### [Task description]
Write out exactly what each line says, starting with the first line below and ending on the one with "use artifact_export_config::RetryConfig;".

### [Records for the exercise]
// Retry coordinator
//
// Owns the shared retry queue and a single background drain loop. Every
// pass polls a bounded batch from each non-empty index queue and re-sends
// it; whatever fails again goes back on the queue (subject to capacity).
// Failures are isolated per index, so one unreachable index never blocks
// the others.

use parking_lot::Mutex;
use std::sync::atomic::{AtomicBool, Ordering};
use std::sync::Arc;
use std::thread::JoinHandle;
use std::time::Duration;
use tokio::sync::Notify;
use tokio::time::{interval_at, Instant, MissedTickBehavior};
use tracing::{debug, trace};

use artifact_export_config::RetryConfig;

use crate::document::Document;
use crate::error::ExportError;
use crate::index::IndexNaming;
use crate::indexer::BulkIndexer;
use crate::stats::ExportStats;
use crate::switches::ExportSwitches;

mod queue;

pub use queue::RetryQueue;

#[derive(Debug, Clone, Copy, PartialEq, Eq)]
pub struct RetrySettings {
    pub drain_interval: Duration,
    pub drain_batch_size: usize,
}

impl From<&RetryConfig> for RetrySettings {
    fn from(config: &RetryConfig) -> Self {
        Self {
            drain_interval: config.drain_interval(),
            drain_batch_size: config.drain_batch_size,
        }
    }
}

impl Default for RetrySettings {
    fn default() -> Self {
        Self::from(&RetryConfig::default())
    }
}

/// What one drain pass did.
#[derive(Debug, Clone, Default, PartialEq, Eq)]
pub struct DrainSummary {
    pub indexes: usize,
    pub attempted: usize,
    pub delivered: usize,
    pub requeued: usize,
    pub dropped: usize,
}

pub struct RetryCoordinator {
    queue: Arc<RetryQueue>,
    indexer: Arc<dyn BulkIndexer>,
    switches: Arc<ExportSwitches>,
    stats: Arc<ExportStats>,
    naming: IndexNaming,
    settings: RetrySettings,
    started: AtomicBool,
    stopping: AtomicBool,
    wake: Notify,
    thread: Mutex<Option<JoinHandle<()>>>,
}

impl RetryCoordinator {
    pub fn new(
        queue: Arc<RetryQueue>,
        indexer: Arc<dyn BulkIndexer>,
        switches: Arc<ExportSwitches>,
        stats: Arc<ExportStats>,
        naming: IndexNaming,
        settings: RetrySettings,
    ) -> Self {
        Self {
            queue,
            indexer,
            switches,
            stats,
            naming,
            settings,
            started: AtomicBool::new(false),
            stopping: AtomicBool::new(false),
            wake: Notify::new(),
            thread: Mutex::new(None),
        }
    }

    pub fn queue(&self) -> &Arc<RetryQueue> {
        &self.queue
    }

    /// Queues documents that failed to index; returns how many were accepted.
    pub fn enqueue_failed(&self, index: &str, documents: Vec<Document>) -> usize {
        let offered = documents.len();
        let accepted = self.queue.offer_all(index, documents);
        if accepted < offered {
            debug!(
                index,
                dropped = offered - accepted,
                queued = self.queue.size(index),
                "Retry queue full; dropped failed documents"
            );
        }
        accepted
    }

    /// Starts the drain loop. Only the first call spawns it; later calls return `Ok(false)`.
    pub fn start(self: &Arc<Self>) -> Result<bool, ExportError> {
        if self
            .started
            .compare_exchange(false, true, Ordering::AcqRel, Ordering::Acquire)
            .is_err()
        {
            return Ok(false);
        }

        let runtime = tokio::runtime::Builder::new_current_thread()
            .enable_time()
            .build()
            .map_err(|e| ExportError::spawn("retry-drain", e))?;

        let coordinator = Arc::clone(self);
        let thread = std::thread::Builder::new()
            .name("artifact-export-retry-drain".to_string())
            .spawn(move || runtime.block_on(coordinator.drain_loop()))
            .map_err(|e| ExportError::spawn("retry-drain", e))?;

        *self.thread.lock() = Some(thread);
        debug!(
            interval_ms = self.settings.drain_interval.as_millis() as u64,
            batch_size = self.settings.drain_batch_size,
            "Retry drain loop started"
        );
        Ok(true)
    }

    /// Stops the drain loop and waits for the current pass to finish.
    /// Queued documents stay in memory but are no longer retried.
    ///
    /// The drain thread keeps the coordinator alive, so a started
    /// coordinator only shuts down through this call.
    pub fn stop(&self) {
        self.stopping.store(true, Ordering::Release);
        self.wake.notify_one();
        if let Some(thread) = self.thread.lock().take() {
            let _ = thread.join();
        }
    }

    async fn drain_loop(self: Arc<Self>) {
        let period = self.settings.drain_interval;
        let mut ticker = interval_at(Instant::now() + period, period);
        ticker.set_missed_tick_behavior(MissedTickBehavior::Skip);

        loop {
            tokio::select! {
                _ = ticker.tick() => {}
                _ = self.wake.notified() => {}
            }
            if self.stopping.load(Ordering::Acquire) {
                break;
            }
            self.drain_once().await;
        }
        debug!("Retry drain loop stopped");
    }

    /// One pass over every non-empty index queue.
    ///
    /// Does nothing while export is stopped or no base URL is set; the
    /// base URL is read fresh each pass.
    pub async fn drain_once(&self) -> DrainSummary {
        let mut summary = DrainSummary::default();
        let base_url = match self.switches.destination() {
            Ok(base_url) => base_url,
            Err(reason) => {
                trace!(?reason, queued = self.queue.total_size(), "Retry pass skipped");
                return summary;
            }
        };

        for index in self.queue.pending_indexes() {
            let batch = self.queue.poll_batch(&index, self.settings.drain_batch_size);
            if batch.is_empty() {
                continue;
            }
            summary.indexes += 1;
            summary.attempted += batch.len();

            let retry: Vec<Document> = match self.indexer.push_bulk(&base_url, &index, &batch).await {
                Ok(outcome) => {
                    let failed = outcome.failed_positions(batch.len());
                    let delivered = batch.len() - failed.len();
                    summary.delivered += delivered;
                    if let Some(kind) = self.naming.kind_for(&index) {
                        self.stats.record_success(kind, delivered as u64);
                    }
                    failed.into_iter().map(|pos| batch[pos].clone()).collect()
                }
                Err(e) => {
                    debug!(index = %index, error = %e, "Retry bulk request failed");
                    batch
                }
            };

            if !retry.is_empty() {
                let offered = retry.len();
                let accepted = self.enqueue_failed(&index, retry);
                summary.requeued += accepted;
                summary.dropped += offered - accepted;
            }
        }

        if summary.attempted > 0 {
            debug!(
                indexes = summary.indexes,
                attempted = summary.attempted,
                delivered = summary.delivered,
                requeued = summary.requeued,
                remaining = self.queue.total_size(),
                "Retry pass finished"
            );
        }
        summary
    }
}


#[cfg(test)]
mod tests {
    use super::*;
    use crate::index::IndexKind;
    use crate::testing::{Harness, MockResponse};
    use serde_json::json;

    fn docs(n: usize) -> Vec<Document> {
        (0..n).map(|i| json!({ "n": i })).collect()
    }

    #[tokio::test]
    async fn drain_delivers_and_counts_success() {
        let harness = Harness::new();
        let index = harness.index(IndexKind::Traffic);
        harness.retry.enqueue_failed(&index, docs(3));

        let summary = harness.retry.drain_once().await;
        assert_eq!(summary.attempted, 3);
        assert_eq!(summary.delivered, 3);
        assert!(harness.queue.all_empty());
        assert_eq!(harness.stats.success_count(IndexKind::Traffic), 3);
        assert_eq!(harness.indexer.bulk_calls()[0].index, index);
    }

    #[tokio::test]
    async fn drain_polls_bounded_batches() {
        let harness = Harness::with_retry(RetrySettings {
            drain_interval: Duration::from_secs(60),
            drain_batch_size: 2,
        });
        let index = harness.index(IndexKind::Findings);
        harness.retry.enqueue_failed(&index, docs(5));

        harness.retry.drain_once().await;
        assert_eq!(harness.indexer.bulk_sizes(), vec![2]);
        assert_eq!(harness.queue.size(&index), 3);
    }

    #[tokio::test]
    async fn failed_subset_is_requeued() {
        let harness = Harness::new();
        let index = harness.index(IndexKind::Sitemap);
        harness.retry.enqueue_failed(&index, docs(4));
        harness.indexer.respond(MockResponse::Reject(vec![1, 3]));

        let summary = harness.retry.drain_once().await;
        assert_eq!(summary.delivered, 2);
        assert_eq!(summary.requeued, 2);
        assert_eq!(harness.queue.poll_batch(&index, 10), vec![json!({"n": 1}), json!({"n": 3})]);
    }

    #[tokio::test]
    async fn total_failure_requeues_whole_batch() {
        let harness = Harness::new();
        let index = harness.index(IndexKind::Traffic);
        harness.retry.enqueue_failed(&index, docs(2));
        harness.indexer.respond(MockResponse::Fail("connection refused".to_string()));

        let summary = harness.retry.drain_once().await;
        assert_eq!(summary.delivered, 0);
        assert_eq!(summary.requeued, 2);
        assert_eq!(harness.queue.size(&index), 2);
        assert_eq!(harness.stats.success_count(IndexKind::Traffic), 0);
    }

    #[tokio::test]
    async fn one_failing_index_does_not_block_others() {
        let harness = Harness::new();
        let findings = harness.index(IndexKind::Findings);
        let traffic = harness.index(IndexKind::Traffic);
        harness.retry.enqueue_failed(&findings, docs(1));
        harness.retry.enqueue_failed(&traffic, docs(1));
        // Pending indexes are drained in name order: findings first.
        harness.indexer.respond(MockResponse::Fail("boom".to_string()));

        let summary = harness.retry.drain_once().await;
        assert_eq!(summary.indexes, 2);
        assert_eq!(harness.queue.size(&findings), 1);
        assert!(harness.queue.is_empty(&traffic));
    }

    #[tokio::test]
    async fn drain_skips_while_stopped() {
        let harness = Harness::new();
        let index = harness.index(IndexKind::Traffic);
        harness.retry.enqueue_failed(&index, docs(1));
        harness.switches.set_running(false);

        assert_eq!(harness.retry.drain_once().await, DrainSummary::default());
        assert_eq!(harness.indexer.bulk_call_count(), 0);
        assert_eq!(harness.queue.size(&index), 1);
    }

    #[test]
    fn enqueue_reports_capacity_drops() {
        let harness = Harness::with_capacity(2);
        assert_eq!(harness.retry.enqueue_failed("idx", docs(3)), 2);
        assert_eq!(harness.queue.size("idx"), 2);
    }

    #[test]
    fn start_is_idempotent() {
        let harness = Harness::with_retry(RetrySettings {
            drain_interval: Duration::from_millis(5),
            drain_batch_size: 100,
        });
        assert!(harness.retry.start().unwrap());
        assert!(!harness.retry.start().unwrap());

        let index = harness.index(IndexKind::Traffic);
        harness.retry.enqueue_failed(&index, docs(2));
        let deadline = std::time::Instant::now() + Duration::from_secs(5);
        while !harness.queue.all_empty() {
            assert!(std::time::Instant::now() < deadline, "queue was not drained");
            std::thread::sleep(Duration::from_millis(2));
        }
        harness.retry.stop();
        assert_eq!(harness.stats.success_count(IndexKind::Traffic), 2);
    }

    #[test]
    fn stop_releases_the_drain_thread() {
        let harness = Harness::with_retry(RetrySettings {
            drain_interval: Duration::from_secs(3600),
            drain_batch_size: 10,
        });
        let owners = Arc::strong_count(&harness.retry);

        harness.retry.start().unwrap();
        assert_eq!(Arc::strong_count(&harness.retry), owners + 1);

        harness.retry.stop();
        assert_eq!(Arc::strong_count(&harness.retry), owners);
    }
}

### [Answer to this problem]
// Retry coordinator
//
// Owns the shared retry queue and a single background drain loop. Every
// pass polls a bounded batch from each non-empty index queue and re-sends
// it; whatever fails again goes back on the queue (subject to capacity).
// Failures are isolated per index, so one unreachable index never blocks
// the others.

use parking_lot::Mutex;
use std::sync::atomic::{AtomicBool, Ordering};
use std::sync::Arc;
use std::thread::JoinHandle;
use std::time::Duration;
use tokio::sync::Notify;
use tokio::time::{interval_at, Instant, MissedTickBehavior};
use tracing::{debug, trace};

use artifact_export_config::RetryConfig;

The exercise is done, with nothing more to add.